Comunicare è per noi un atto assolutamente spontaneo e questo potrebbe farci pensare che anche saper ascoltare sia altrettanto spontaneo. In realtà, l’ascolto è un’attività complessa, tanto quanto entrare in sintonia con qualcuno.

Dalla Scuola di Palo Alto, con la Teoria degli Assiomi della comunicazione(1967), sono stati definiti gli elementi sempre presenti in una comunicazione, che rivediamo velocemente:

1° assioma – È impossibile non comunicare. In qualsiasi tipo di interazione tra persone, anche il semplice guardarsi negli occhi, si sta comunicando sempre qualche cosa all’altro soggetto.

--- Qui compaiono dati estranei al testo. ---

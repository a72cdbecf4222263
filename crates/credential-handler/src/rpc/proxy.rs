//! Remote Proxy
//!
//! Local stand-in for a service exposed inside another context. Every
//! function the proxy may call is declared up front with its own deadline.

use std::collections::HashMap;
use std::sync::Arc;
use std::time::Duration;

use serde_json::Value;
use tracing::debug;

use crate::domain::RpcError;
use crate::ports::outbound::Injector;

/// Deadline for one remote function.
#[derive(Clone, Copy, Debug, Default, PartialEq, Eq)]
pub enum CallTimeout {
    /// Use the proxy's default deadline.
    #[default]
    Default,
    /// Fail after the given duration.
    After(Duration),
    /// Wait as long as the remote side needs (human-interactive calls).
    Unbounded,
}

impl CallTimeout {
    /// Effective deadline, `None` meaning no deadline at all.
    pub fn resolve(&self, default: Duration) -> Option<Duration> {
        match self {
            CallTimeout::Default => Some(default),
            CallTimeout::After(limit) => Some(*limit),
            CallTimeout::Unbounded => None,
        }
    }
}

/// Declaration of a callable remote function.
#[derive(Clone, Debug, PartialEq, Eq)]
pub struct RemoteFunction {
    name: String,
    timeout: CallTimeout,
}

impl RemoteFunction {
    /// Declare `name` with the default deadline.
    pub fn new(name: impl Into<String>) -> Self {
        Self {
            name: name.into(),
            timeout: CallTimeout::Default,
        }
    }

    /// Override the deadline.
    pub fn with_timeout(mut self, timeout: CallTimeout) -> Self {
        self.timeout = timeout;
        self
    }

    /// Function name.
    pub fn name(&self) -> &str {
        &self.name
    }

    /// Configured deadline.
    pub fn timeout(&self) -> CallTimeout {
        self.timeout
    }
}

/// Callable proxy for one remote service.
pub struct RemoteProxy {
    injector: Arc<dyn Injector>,
    service: String,
    functions: HashMap<String, CallTimeout>,
    default_timeout: Duration,
}

impl RemoteProxy {
    /// Acquire a proxy for `service` exposing only `functions`.
    pub fn new(
        injector: Arc<dyn Injector>,
        service: impl Into<String>,
        functions: impl IntoIterator<Item = RemoteFunction>,
        default_timeout: Duration,
    ) -> Self {
        Self {
            injector,
            service: service.into(),
            functions: functions
                .into_iter()
                .map(|f| (f.name, f.timeout))
                .collect(),
            default_timeout,
        }
    }

    /// Service name this proxy targets.
    pub fn service(&self) -> &str {
        &self.service
    }

    /// Call a declared function.
    pub async fn call(&self, function: &str, args: Value) -> Result<Value, RpcError> {
        let timeout = self
            .functions
            .get(function)
            .ok_or_else(|| RpcError::UnknownFunction {
                service: self.service.clone(),
                function: function.to_string(),
            })?;

        let call = self.injector.call(&self.service, function, args);
        match timeout.resolve(self.default_timeout) {
            None => {
                debug!(service = %self.service, function, "[ch] Remote call without deadline");
                call.await
            }
            Some(limit) => tokio::time::timeout(limit, call).await.map_err(|_| {
                RpcError::Timeout {
                    function: function.to_string(),
                    timeout_ms: limit.as_millis() as u64,
                }
            })?,
        }
    }
}
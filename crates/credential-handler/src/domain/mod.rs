//! # Domain Module
//!
//! Core domain types for credential handling: events, hook results,
//! registrations and the error taxonomy.

pub mod errors;
pub mod event;
pub mod result;
pub mod value_objects;

pub use errors::*;
pub use event::*;
pub use result::*;
pub use value_objects::*;
//! # Credential Runtime
//!
//! Owns the service, the in-process platform and the loopback browser.
//!
//! ## Startup Sequence
//!
//! 1. Mount the wallet window on the loopback browser
//! 2. Install the handler URL (permission, then registry)
//! 3. Activate with a redirecting `get` and an inline `store`

use std::sync::Arc;

use anyhow::{Context, Result};
use credential_handler::adapters::{
    ChannelEventSource, InMemoryHandlerRegistry, LoopbackBrowser, StaticPermissionGate,
};
use credential_handler::{
    ActivationOptions, ActiveHandler, CredentialEvent, CredentialHandlerApi,
    CredentialHandlerService, CredentialReply, ServiceDependencies, WindowOpener,
};
use credential_telemetry::{encode_metrics, log_credential_event, log_event, log_window_event};
use serde_json::json;

use crate::config::RuntimeConfig;
use crate::metrics::PrometheusMetrics;
use crate::wallet;

/// Credential handler runtime.
pub struct CredentialRuntime {
    config: RuntimeConfig,
    service: CredentialHandlerService,
    events: Arc<ChannelEventSource>,
    browser: Arc<LoopbackBrowser>,
    active: Option<ActiveHandler>,
}

impl CredentialRuntime {
    /// Wire the service to in-process adapters.
    pub fn new(config: RuntimeConfig) -> Self {
        let browser = Arc::new(LoopbackBrowser::new());
        browser.mount(
            config.wallet_window_url.as_str(),
            wallet::wallet_window(config.handler.clone()),
        );

        let events = Arc::new(ChannelEventSource::new(
            browser.clone() as Arc<dyn WindowOpener>,
            config.handler.event_channel_capacity,
        ));

        let deps = ServiceDependencies::new(
            Arc::new(StaticPermissionGate::granted()),
            Arc::new(InMemoryHandlerRegistry::new()),
            events.clone(),
            browser.clone(),
        )
        .with_metrics(Arc::new(PrometheusMetrics));

        let service = CredentialHandlerService::new(deps, &config.handler);

        Self {
            config,
            service,
            events,
            browser,
            active: None,
        }
    }

    /// Install and activate the handler.
    pub async fn start(&mut self) -> Result<()> {
        let registration = self
            .service
            .install_handler(&self.config.handler_url)
            .await
            .context("failed to install credential handler")?;
        log_event!(info, "runtime", "Handler installed", registration = %registration.id());

        let options = ActivationOptions::new(self.config.mediator_origin.clone())
            .with_get(wallet::redirecting_get(self.config.wallet_window_url.clone()))
            .with_store(wallet::inline_store());

        let active = self
            .service
            .activate_handler(options)
            .await
            .context("failed to activate credential handler")?;
        log_event!(info, "runtime", "Handler active", mediator_origin = %active.mediator_origin());

        self.active = Some(active);
        Ok(())
    }

    /// Platform side of the event channel.
    pub fn events(&self) -> &ChannelEventSource {
        &self.events
    }

    /// Deliver one request and one store event and return both replies.
    pub async fn run_demo(&self) -> Result<Vec<CredentialReply>> {
        let events = [
            CredentialEvent::request(json!({
                "web": {"VerifiablePresentation": {"query": {"type": "QueryByExample"}}}
            })),
            CredentialEvent::store(json!({"id": "urn:uuid:0b5e5c3a", "type": "VerifiablePresentation"}))
                .with_hint_key("default"),
        ];

        let mut replies = Vec::with_capacity(events.len());
        for event in events {
            let event_type = event.event_type;
            let reply = self
                .events
                .request(event)
                .await
                .with_context(|| format!("{event_type} event failed"))?;
            log_credential_event!(info, "runtime", "Credential reply", event_type, data_type = ?reply.data_type());
            replies.push(reply);
        }

        for url in self.browser.opened_urls() {
            log_window_event!(debug, "runtime", "Window was opened", url);
        }

        Ok(replies)
    }

    /// Prometheus text exposition of the handler metrics.
    pub fn metrics_scrape(&self) -> Result<String> {
        encode_metrics().context("failed to encode metrics")
    }

    /// Stop the dispatch loop and close the event source.
    pub async fn shutdown(&mut self) {
        if let Some(active) = self.active.take() {
            active.shutdown().await;
        }
        self.events.close();
        log_event!(info, "runtime", "Runtime stopped");
    }
}
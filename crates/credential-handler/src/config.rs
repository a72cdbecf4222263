//! Handler configuration from environment variables.

use std::env;
use std::time::Duration;

use thiserror::Error;

/// Service name the window endpoint exposes.
pub const DEFAULT_PROXY_SERVICE: &str = "credentialEventProxy";

/// Function the window endpoint exposes.
pub const SEND_FUNCTION: &str = "send";

/// Configuration errors.
#[derive(Debug, Error, PartialEq, Eq)]
pub enum ConfigError {
    /// Event channel capacity must be positive.
    #[error("event channel capacity must be greater than zero")]
    ZeroChannelCapacity,

    /// Proxy service name must be set.
    #[error("proxy service name must not be empty")]
    EmptyServiceName,
}

/// Configuration for the credential handler.
#[derive(Debug, Clone, PartialEq, Eq)]
pub struct HandlerConfig {
    /// Default deadline for remote calls that do not opt out.
    pub rpc_call_timeout: Duration,

    /// Buffer between the platform and the dispatch loop.
    pub event_channel_capacity: usize,

    /// Service name exposed by the window endpoint.
    pub proxy_service_name: String,
}

impl Default for HandlerConfig {
    fn default() -> Self {
        Self {
            rpc_call_timeout: Duration::from_secs(30),
            event_channel_capacity: 64,
            proxy_service_name: DEFAULT_PROXY_SERVICE.to_string(),
        }
    }
}

impl HandlerConfig {
    /// Create configuration from environment variables.
    ///
    /// # Environment Variables
    ///
    /// - `CH_RPC_CALL_TIMEOUT_MS`: Default remote-call deadline (default: 30000)
    /// - `CH_EVENT_CHANNEL_CAPACITY`: Event buffer size (default: 64)
    /// - `CH_PROXY_SERVICE_NAME`: Window endpoint service (default: credentialEventProxy)
    pub fn from_env() -> Self {
        let defaults = Self::default();

        Self {
            rpc_call_timeout: env::var("CH_RPC_CALL_TIMEOUT_MS")
                .ok()
                .and_then(|v| v.parse().ok())
                .map(Duration::from_millis)
                .unwrap_or(defaults.rpc_call_timeout),

            event_channel_capacity: env::var("CH_EVENT_CHANNEL_CAPACITY")
                .ok()
                .and_then(|v| v.parse().ok())
                .unwrap_or(defaults.event_channel_capacity),

            proxy_service_name: env::var("CH_PROXY_SERVICE_NAME")
                .unwrap_or(defaults.proxy_service_name),
        }
    }

    /// Reject settings the runtime cannot work with.
    pub fn validate(&self) -> Result<(), ConfigError> {
        if self.event_channel_capacity == 0 {
            return Err(ConfigError::ZeroChannelCapacity);
        }
        if self.proxy_service_name.trim().is_empty() {
            return Err(ConfigError::EmptyServiceName);
        }
        Ok(())
    }
}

2° assioma – In ogni comunicazione si ha una metacomunicazione che regolamenta i rapporti tra chi sta comunicando.

3° assioma – Le variazioni dei flussi comunicativi all’interno di una comunicazione sono regolate dalla punteggiatura utilizzata dai soggetti che comunicano.

4° assioma – Le comunicazioni possono essere di due tipi: analogiche (ad esempio le immagini, i segni) e digitali (le parole).

5° assioma – Le comunicazioni possono essere di tipo simmetrico, in cui i soggetti che comunicano sono sullo stesso piano (ad esempio due amici), e di tipo complementare, in cui i soggetti che comunicano non sono sullo stesso piano (ad esempio la mamma con il figlio).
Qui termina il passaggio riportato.